Problem description.
Count every line in the following entries where the word "DocumentDataSchema" appears. Give the count alone.

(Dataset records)
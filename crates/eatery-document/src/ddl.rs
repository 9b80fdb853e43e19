//! Schema-driven DDL derivation.
//!
//! Translates a [`DocumentDataSchema`] into idempotent `CREATE TABLE IF NOT
//! EXISTS` statements plus index and foreign-key `ALTER TABLE`s. Table
//! creation is safe to race; index and foreign-key creation is not guarded
//! by `IF NOT EXISTS`, so of two concurrent first creators one fails and
//! surfaces the database error.

use crate::schema::{
    document_base_schema, DocumentDataSchema, FieldType, TableFieldSchema, TableIndexSchema,
};

/// DDL fragment for one column.
///
/// JSON columns are stored as checked longtext rather than the native JSON
/// type, and a `required` flag wins over any default when choosing between
/// `NOT NULL` and `DEFAULT`.
pub fn column_ddl(field: &TableFieldSchema) -> String {
    let mut parts: Vec<String> = vec![format!("`{}`", field.name), field.field_type.sql_type()];
    if field.required {
        parts.push("NOT NULL".to_string());
    } else {
        match &field.default {
            Some(expr) => parts.push(format!("DEFAULT {expr}")),
            None => parts.push("DEFAULT NULL".to_string()),
        }
    }
    if field.auto_increment {
        parts.push("AUTO_INCREMENT".to_string());
    }
    if field.required {
        if let Some(expr) = &field.default {
            parts.push(format!("DEFAULT {expr}"));
        }
    }
    if let Some(comment) = &field.comment {
        parts.push(format!("COMMENT '{comment}'"));
    }
    if field.field_type == FieldType::Json {
        parts.push(format!("CHECK (json_valid(`{}`))", field.name));
    }
    if let Some(expr) = &field.on_update {
        parts.push(format!("ON UPDATE {expr}"));
    }
    parts.join(" ")
}

/// `CREATE TABLE IF NOT EXISTS` for the main table: declared fields, the
/// implicit base record, and the primary key.
pub fn create_main_table_sql(schema: &DocumentDataSchema) -> String {
    let columns: Vec<String> = schema
        .fields
        .iter()
        .chain(document_base_schema())
        .map(column_ddl)
        .collect();
    format!(
        "CREATE TABLE IF NOT EXISTS `{}` ({}, PRIMARY KEY (`{}`)) \
         ENGINE=InnoDB DEFAULT CHARSET=utf8mb4 COLLATE=utf8mb4_general_ci",
        schema.table_name,
        columns.join(", "),
        schema.id_field_name
    )
}

/// `CREATE TABLE IF NOT EXISTS` for a related child table: the prefixed
/// parent-id column first, then the child's fields and the base record.
pub fn create_related_table_sql(
    schema: &DocumentDataSchema,
    related: &DocumentDataSchema,
) -> String {
    let columns: Vec<String> = related
        .fields
        .iter()
        .chain(document_base_schema())
        .map(column_ddl)
        .collect();
    format!(
        "CREATE TABLE IF NOT EXISTS `{}` (`{}` bigint(20) NOT NULL, {}, PRIMARY KEY (`{}`)) \
         ENGINE=InnoDB DEFAULT CHARSET=utf8mb4 COLLATE=utf8mb4_general_ci",
        schema.related_table_name(related),
        schema.related_id_column(),
        columns.join(", "),
        related.id_field_name
    )
}

/// `ALTER TABLE ... ADD UNIQUE/INDEX (...)`. Not idempotent.
pub fn add_index_sql(table_name: &str, index: &TableIndexSchema) -> String {
    let fields: Vec<String> = index.fields.iter().map(|f| format!("`{f}`")).collect();
    format!(
        "ALTER TABLE `{}` ADD {} ({})",
        table_name,
        index.index_type.sql_keyword(),
        fields.join(",")
    )
}

/// Foreign key from a related table's prefixed id column to the parent's id
/// column. Not idempotent.
pub fn add_foreign_key_sql(schema: &DocumentDataSchema, related: &DocumentDataSchema) -> String {
    format!(
        "ALTER TABLE `{}` ADD FOREIGN KEY (`{}`) REFERENCES `{}`(`{}`) \
         ON DELETE RESTRICT ON UPDATE RESTRICT",
        schema.related_table_name(related),
        schema.related_id_column(),
        schema.table_name,
        schema.id_field_name
    )
}

/// All statements needed to materialize the main table: the table itself,
/// then its indexes.
pub fn main_table_statements(schema: &DocumentDataSchema) -> Vec<String> {
    let mut stmts = vec![create_main_table_sql(schema)];
    for index in &schema.indexes {
        stmts.push(add_index_sql(&schema.table_name, index));
    }
    stmts
}

/// All statements needed to materialize a related table: the table, its
/// indexes, then the foreign key to the parent.
pub fn related_table_statements(
    schema: &DocumentDataSchema,
    related: &DocumentDataSchema,
) -> Vec<String> {
    let table_name = schema.related_table_name(related);
    let mut stmts = vec![create_related_table_sql(schema, related)];
    for index in &related.indexes {
        stmts.push(add_index_sql(&table_name, index));
    }
    stmts.push(add_foreign_key_sql(schema, related));
    stmts
}

#[cfg(test)]
mod tests {
    use super::*;
    use crate::schema::IndexType;

    fn users_schema() -> DocumentDataSchema {
        DocumentDataSchema {
            table_name: "users".into(),
            related_tables_prefix: Some("user_".into()),
            id_field_name: "id".into(),
            fields: vec![
                TableFieldSchema::new("login", FieldType::VarChar(128)).required(),
                TableFieldSchema::new("settings", FieldType::Json).required(),
                TableFieldSchema::new("signInAttemptsCount", FieldType::Int)
                    .required()
                    .default_expr("0"),
            ],
            indexes: vec![TableIndexSchema {
                fields: vec!["login".into()],
                index_type: IndexType::Unique,
            }],
            related: vec![DocumentDataSchema {
                table_name: "devices".into(),
                related_tables_prefix: None,
                id_field_name: "id".into(),
                fields: vec![TableFieldSchema::new("token", FieldType::VarChar(255))],
                indexes: vec![],
                related: vec![],
            }],
        }
    }

    #[test]
    fn required_column_is_not_null() {
        let ddl = column_ddl(&TableFieldSchema::new("login", FieldType::VarChar(128)).required());
        assert_eq!(ddl, "`login` varchar(128) NOT NULL");
    }

    #[test]
    fn optional_column_defaults_to_null() {
        let ddl = column_ddl(&TableFieldSchema::new("phone", FieldType::VarChar(128)));
        assert_eq!(ddl, "`phone` varchar(128) DEFAULT NULL");
    }

    #[test]
    fn required_column_with_default_emits_both() {
        let field = TableFieldSchema::new("locked", FieldType::TinyInt)
            .required()
            .default_expr("0");
        assert_eq!(column_ddl(&field), "`locked` tinyint(1) NOT NULL DEFAULT 0");
    }

    #[test]
    fn json_column_is_checked_longtext() {
        let ddl = column_ddl(&TableFieldSchema::new("settings", FieldType::Json));
        assert_eq!(
            ddl,
            "`settings` longtext CHARACTER SET utf8mb4 COLLATE utf8mb4_bin \
             DEFAULT NULL CHECK (json_valid(`settings`))"
        );
    }

    #[test]
    fn auto_increment_id_column() {
        let field = TableFieldSchema::new("id", FieldType::BigInt)
            .required()
            .auto_increment();
        assert_eq!(column_ddl(&field), "`id` bigint(20) NOT NULL AUTO_INCREMENT");
    }

    #[test]
    fn on_update_clause_comes_last() {
        let field = TableFieldSchema::new("changed", FieldType::Timestamp)
            .required()
            .default_expr("current_timestamp()")
            .on_update("current_timestamp()");
        assert_eq!(
            column_ddl(&field),
            "`changed` timestamp NOT NULL DEFAULT current_timestamp() \
             ON UPDATE current_timestamp()"
        );
    }

    #[test]
    fn comment_preserved() {
        let field = TableFieldSchema::new("blocked", FieldType::TinyInt)
            .required()
            .default_expr("0")
            .comment("Is Document blocked");
        assert_eq!(
            column_ddl(&field),
            "`blocked` tinyint(1) NOT NULL DEFAULT 0 COMMENT 'Is Document blocked'"
        );
    }

    #[test]
    fn main_table_ddl_contains_base_record_and_primary_key() {
        let sql = create_main_table_sql(&users_schema());
        assert!(sql.starts_with("CREATE TABLE IF NOT EXISTS `users` ("));
        assert!(sql.contains("`login` varchar(128) NOT NULL"));
        assert!(sql.contains("`wfHistory` longtext"));
        assert!(sql.contains("`changed` timestamp NOT NULL DEFAULT current_timestamp() ON UPDATE current_timestamp()"));
        assert!(sql.contains("PRIMARY KEY (`id`)"));
        assert!(sql.ends_with("ENGINE=InnoDB DEFAULT CHARSET=utf8mb4 COLLATE=utf8mb4_general_ci"));
    }

    #[test]
    fn related_table_ddl_prepends_parent_fk_column() {
        let schema = users_schema();
        let sql = create_related_table_sql(&schema, &schema.related[0]);
        assert!(sql.starts_with(
            "CREATE TABLE IF NOT EXISTS `user_devices` (`user_id` bigint(20) NOT NULL, `token` varchar(255)"
        ));
        assert!(sql.contains("PRIMARY KEY (`id`)"));
    }

    #[test]
    fn index_ddl() {
        let schema = users_schema();
        assert_eq!(
            add_index_sql(&schema.table_name, &schema.indexes[0]),
            "ALTER TABLE `users` ADD UNIQUE (`login`)"
        );
    }

    #[test]
    fn main_table_statements_order_table_then_indexes() {
        let stmts = main_table_statements(&users_schema());
        assert_eq!(stmts.len(), 2);
        assert!(stmts[0].starts_with("CREATE TABLE IF NOT EXISTS `users`"));
        assert!(stmts[1].starts_with("ALTER TABLE `users` ADD UNIQUE"));
    }

    #[test]
    fn related_table_statements_end_with_foreign_key() {
        let schema = users_schema();
        let stmts = related_table_statements(&schema, &schema.related[0]);
        assert_eq!(stmts.len(), 2);
        assert!(stmts[0].starts_with("CREATE TABLE IF NOT EXISTS `user_devices`"));
        assert!(stmts[1].contains("ADD FOREIGN KEY (`user_id`)"));
    }

    #[test]
    fn foreign_key_ddl_restricts_delete_and_update() {
        let schema = users_schema();
        assert_eq!(
            add_foreign_key_sql(&schema, &schema.related[0]),
            "ALTER TABLE `user_devices` ADD FOREIGN KEY (`user_id`) REFERENCES `users`(`id`) \
             ON DELETE RESTRICT ON UPDATE RESTRICT"
        );
    }
}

Final answer.
12